Thanks to its upcoming courtroom showdown with Samsung, we get an unusual peek into Apple’s finances. Documents unsealed for next week’s trial detail the gross margins for Apple’s two most important products, the iPhone and iPad. it turns out that Apple’s iPhone margins, or the difference between selling price and cost, are nearly double that of the iPad.

According to the Reuters report:

  • Apple recorded $33 billion in revenue from iPhones between April 2010 and March 2012.
  • Its gross margins on the iPhone during that time period ranged between 49 and 58 percent.
  • From October 2010 through March 2012, Apple generated $13 billion in iPad revenue.
  • iPad margins were generally between 23 and 32 percent.

Apple doesn’t publicly break down its gross margins by product, which is why a peek like this is so tantalizing to customers, investors and competitors. these numbers help illustrate why investors care so much more about how many iPhones Apple sells – even though the price of the most expensive iPad is slightly more than the most expensive iPhone (unsubsidized).

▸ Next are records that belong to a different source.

use std::collections::HashSet;

use sheetframe_core::document::SheetDocument;
use sheetframe_core::geometry::{Outline, Point, Vector};
use sheetframe_core::model::{
    Frame, FrameId, Item, PlacementId, SheetId, SheetInfo, StyleId, ViewId,
};

use crate::errors::HostError;

/// 宿主文档协作者：布局引擎通过它读取图纸内容并创建、移动、删除视口。
///
/// 引擎本身不做事务管理；调用方负责在一次逻辑操作结束后提交或回滚。
pub trait SheetHost {
    fn sheet_info(&self, sheet: SheetId) -> Option<SheetInfo>;

    fn frames_on_sheet(&self, sheet: SheetId) -> Vec<Frame>;

    fn items_on_sheet(&self, sheet: SheetId) -> Vec<Item>;

    fn can_place(&self, view: ViewId, sheet: SheetId) -> bool;

    /// 在 `point` 处创建视口（`point` 为视口中心）。
    fn create_placement(
        &mut self,
        view: ViewId,
        sheet: SheetId,
        point: Point,
        style: Option<StyleId>,
    ) -> Result<PlacementId, HostError>;

    fn delete_placement(&mut self, placement: PlacementId) -> Result<(), HostError>;

    fn recenter(&mut self, placement: PlacementId, center: Point) -> Result<(), HostError>;

    /// 设置标签中心相对视口中心的偏移。
    fn set_label_offset(
        &mut self,
        placement: PlacementId,
        offset: Vector,
    ) -> Result<(), HostError>;

    /// 读取已创建视口的真实范围；只有宿主完成排版后才可知。
    fn placement_outline(&self, placement: PlacementId) -> Option<Outline>;

    fn label_outline(&self, placement: PlacementId) -> Option<Outline>;

    fn existing_sheet_names(&self) -> HashSet<String>;

    fn existing_sheet_numbers(&self) -> HashSet<String>;

    fn create_sheet(&mut self, name: &str, number: &str) -> Result<SheetId, HostError>;

    /// 以 `template` 的尺寸、旋转和族名在目标图纸的 `anchor` 处放置新图框。
    fn place_frame(
        &mut self,
        template: &Frame,
        sheet: SheetId,
        anchor: Point,
    ) -> Result<Frame, HostError>;

    fn delete_frame(&mut self, frame: FrameId) -> Result<(), HostError>;
}

impl SheetHost for SheetDocument {
    fn sheet_info(&self, sheet: SheetId) -> Option<SheetInfo> {
        self.sheet(sheet).cloned()
    }

    fn frames_on_sheet(&self, sheet: SheetId) -> Vec<Frame> {
        self.frames_on(sheet).cloned().collect()
    }

    fn items_on_sheet(&self, sheet: SheetId) -> Vec<Item> {
        self.items_on(sheet)
    }

    fn can_place(&self, view: ViewId, sheet: SheetId) -> bool {
        SheetDocument::can_place(self, view, sheet)
    }

    fn create_placement(
        &mut self,
        view: ViewId,
        sheet: SheetId,
        point: Point,
        style: Option<StyleId>,
    ) -> Result<PlacementId, HostError> {
        self.place_view(view, sheet, point, style)
            .ok_or(HostError::PlacementRefused {
                view: view.get(),
                sheet: sheet.get(),
            })
    }

    fn delete_placement(&mut self, placement: PlacementId) -> Result<(), HostError> {
        self.remove_placement(placement)
            .map(|_| ())
            .ok_or(HostError::PlacementNotFound(placement.get()))
    }

    fn recenter(&mut self, placement: PlacementId, center: Point) -> Result<(), HostError> {
        if self.set_placement_center(placement, center) {
            Ok(())
        } else {
            Err(HostError::PlacementNotFound(placement.get()))
        }
    }

    fn set_label_offset(
        &mut self,
        placement: PlacementId,
        offset: Vector,
    ) -> Result<(), HostError> {
        if SheetDocument::set_label_offset(self, placement, offset) {
            Ok(())
        } else {
            Err(HostError::PlacementNotFound(placement.get()))
        }
    }

    fn placement_outline(&self, placement: PlacementId) -> Option<Outline> {
        SheetDocument::placement_outline(self, placement)
    }

    fn label_outline(&self, placement: PlacementId) -> Option<Outline> {
        SheetDocument::label_outline(self, placement)
    }

    fn existing_sheet_names(&self) -> HashSet<String> {
        self.sheet_names()
    }

    fn existing_sheet_numbers(&self) -> HashSet<String> {
        self.sheet_numbers()
    }

    fn create_sheet(&mut self, name: &str, number: &str) -> Result<SheetId, HostError> {
        Ok(self.add_sheet(name, number))
    }

    fn place_frame(
        &mut self,
        template: &Frame,
        sheet: SheetId,
        anchor: Point,
    ) -> Result<Frame, HostError> {
        if self.sheet(sheet).is_none() {
            return Err(HostError::SheetNotFound(sheet.get()));
        }
        let id = self.add_frame(
            sheet,
            Some(anchor),
            template.width,
            template.height,
            template.rotation,
            template.family.clone(),
        );
        self.frame(id)
            .cloned()
            .ok_or(HostError::FrameNotFound(id.get()))
    }

    fn delete_frame(&mut self, frame: FrameId) -> Result<(), HostError> {
        self.remove_frame(frame)
            .map(|_| ())
            .ok_or(HostError::FrameNotFound(frame.get()))
    }
}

These gross margins don’t translate to pure profit, since they don’t account for some other related costs, such as marketing and support. but, they do show that Apple has better maximized the difference between how much it pays to build an iPhone versus how much it can sell it for compared with the iPad — but, to be fair, Apple has been selling its smartphone for two and a half years longer than its tablet. still, these numbers reinforce that the iPhone remains the company’s mobile profit center and is far more important to its bottom line.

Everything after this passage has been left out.